La primera victoria de Lalo Ramos no ocurrió en una carrera convencional, sino en un formato muy particular que el Turismo Carretera implementó en distintas etapas de su historia: las carreras para "debutantes y no ganadores". Esta idea, impulsada por el Automóvil Club Argentino, tuvo su origen a fines de la década del '40, en la era de la posguerra. El objetivo era noble y romántico: darles a los pilotos que habitualmente no ocupaban los primeros planos, a los "remadores" del fondo del pelotón, la posibilidad de saborear la gloria y escribir su nombre en la prestigiosa galería de ganadores del TC.
Este tipo de competencias se discontinuaron a mediados de los '60, pero la categoría las revivió en noviembre de 1975, ya con los autos compactos como protagonistas absolutos. Fue en la década del '80 cuando se disputaron las últimas nueve ediciones de este estilo, siendo el autódromo de Buenos Aires el escenario más frecuente. Para muchos pilotos, estas carreras fueron una plataforma de lanzamiento, un impulso anímico y deportivo fundamental en sus carreras. El triunfo de Lalo en 1987 es el ejemplo perfecto de cómo este formato podía catapultar a un joven talento.
La historia de las carreras de "no ganadores" llegó a su fin poco después del triunfo de Ramos. La última competencia de este tipo se disputó el 20 de marzo de 1988, también en el circuito porteño, y tuvo como ganador a otra figura emblemática del automovilismo y el deporte argentino: Vicente Pernía, quien al mando de una Dodge se dio el gusto de festejar su primer y único triunfo en la categoría, cerrando para siempre un capítulo singular y entrañable del Turismo Carretera.
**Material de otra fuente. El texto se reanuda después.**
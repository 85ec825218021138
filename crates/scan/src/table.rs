use crate::simple_json::{LicenseRow, SimpleJsonResults, VulnerabilityRow};
use depwarden_protocol::TextTable;

fn direct(row: &VulnerabilityRow) -> String {
    row.package
        .components
        .iter()
        .map(|package| format!("{}:{}", package.name, package.version))
        .collect::<Vec<_>>()
        .join("\n")
}

fn cves(row: &VulnerabilityRow) -> String {
    row.cves
        .iter()
        .map(|cve| cve.id.as_str())
        .collect::<Vec<_>>()
        .join("\n")
}

fn issue_table(rows: &[VulnerabilityRow]) -> TextTable {
    let mut table = TextTable::new([
        "SEVERITY",
        "DIRECT DEPENDENCIES",
        "IMPACTED PACKAGE",
        "VERSION",
        "FIXED VERSIONS",
        "CVE",
        "ISSUE ID",
    ]);
    for row in rows {
        table.push([
            row.severity.to_string(),
            direct(row),
            row.package.impacted_package_name.clone(),
            row.package.impacted_package_version.clone(),
            row.fixed_versions.join("\n"),
            cves(row),
            row.issue_id.clone(),
        ]);
    }
    table
}

fn license_table(rows: &[LicenseRow]) -> TextTable {
    let mut table = TextTable::new(["LICENSE", "IMPACTED PACKAGE", "VERSION", "TYPE"]);
    for row in rows {
        table.push([
            row.license_key.clone(),
            row.package.impacted_package_name.clone(),
            row.package.impacted_package_version.clone(),
            row.package.impacted_package_type.clone(),
        ]);
    }
    table
}

fn section(out: &mut String, title: &str, table: TextTable) {
    if table.is_empty() {
        return;
    }
    out.push_str(&format!("{title} ({})\n", table.len()));
    out.push_str(&table.render());
    out.push('\n');
}

/// Human-readable report; every non-empty category gets its own table.
pub fn render_tables(results: &SimpleJsonResults) -> String {
    let mut out = String::new();
    section(&mut out, "Security violations", issue_table(&results.security_violations));
    section(&mut out, "Vulnerabilities", issue_table(&results.vulnerabilities));
    section(
        &mut out,
        "Operational risk violations",
        issue_table(&results.operational_risk_violations),
    );
    section(&mut out, "License violations", license_table(&results.licenses_violations));
    section(&mut out, "Licenses", license_table(&results.licenses));
    if out.is_empty() {
        out.push_str("No issues found\n");
    }
    for error in &results.errors {
        out.push_str(&format!("Failed to scan {}: {}\n", error.file_path, error.error_message));
    }
    out
}

#[cfg(test)]
mod tests {
    use super::*;
    use crate::model::Severity;
    use crate::results::ScanFailure;
    use crate::simple_json::{ImpactedPackage, Package};

    #[test]
    fn empty_results_say_so() {
        assert_eq!(render_tables(&SimpleJsonResults::default()), "No issues found\n");
    }

    #[test]
    fn vulnerabilities_table_lists_direct_dependencies() {
        let results = SimpleJsonResults {
            vulnerabilities: vec![VulnerabilityRow {
                severity: Severity::High,
                package: ImpactedPackage {
                    impacted_package_name: "qs".into(),
                    impacted_package_version: "6.0.0".into(),
                    impacted_package_type: "npm".into(),
                    components: vec![Package {
                        name: "express".into(),
                        version: "4.0.0".into(),
                    }],
                    impact_paths: Vec::new(),
                },
                issue_id: "XRAY-QS".into(),
                ..VulnerabilityRow::default()
            }],
            errors: vec![ScanFailure {
                file_path: "/work/go".into(),
                error_message: "go: not found".into(),
            }],
            ..SimpleJsonResults::default()
        };
        let out = render_tables(&results);
        assert!(out.starts_with("Vulnerabilities (1)\n"));
        assert!(out.contains("| High     | express:4.0.0       | qs "));
        assert!(out.ends_with("Failed to scan /work/go: go: not found\n"));
        assert!(!out.contains("Licenses"));
    }
}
Preguntas Frecuentes sobre Lalo Ramos
- ¿Quién fue Eduardo "Lalo" Ramos?
- Eduardo "Lalo" Ramos fue un destacado piloto argentino de automovilismo, ícono del Turismo Carretera en la década de 1990. Se consagró campeón de la categoría en el año 1994 y es recordado por su estilo de manejo aguerrido y su gran carisma.
- ¿Cuándo y dónde ganó Lalo Ramos su primera carrera en el TC?
- Su primera victoria fue el 30 de agosto de 1987, en su tercera carrera en la categoría. Ocurrió en el antiguo Autódromo de Santa Rosa, La Pampa, durante una competencia especial para pilotos debutantes y no ganadores.
- ¿Contra quiénes definió el campeonato de Turismo Carretera de 1994?
- La definición del campeonato de 1994 fue una de las más reñidas de la historia. Lalo Ramos compitió por el título hasta la última fecha contra otras cuatro grandes figuras: Juan Antonio De Benedictis, Walter Hernández, Fabián Acuña y Emilio Satriano.
- ¿Qué auto utilizó en sus logros más importantes?
- Su primera victoria en el TC fue a bordo de una Dodge GTX con preparación de Oscar Castellano. Sin embargo, su consagración como campeón en 1994 y la mayor parte de su campaña como protagonista la realizó al volante de un Ford Falcon, convirtiéndose en un gran ídolo para los hinchas de la marca del óvalo.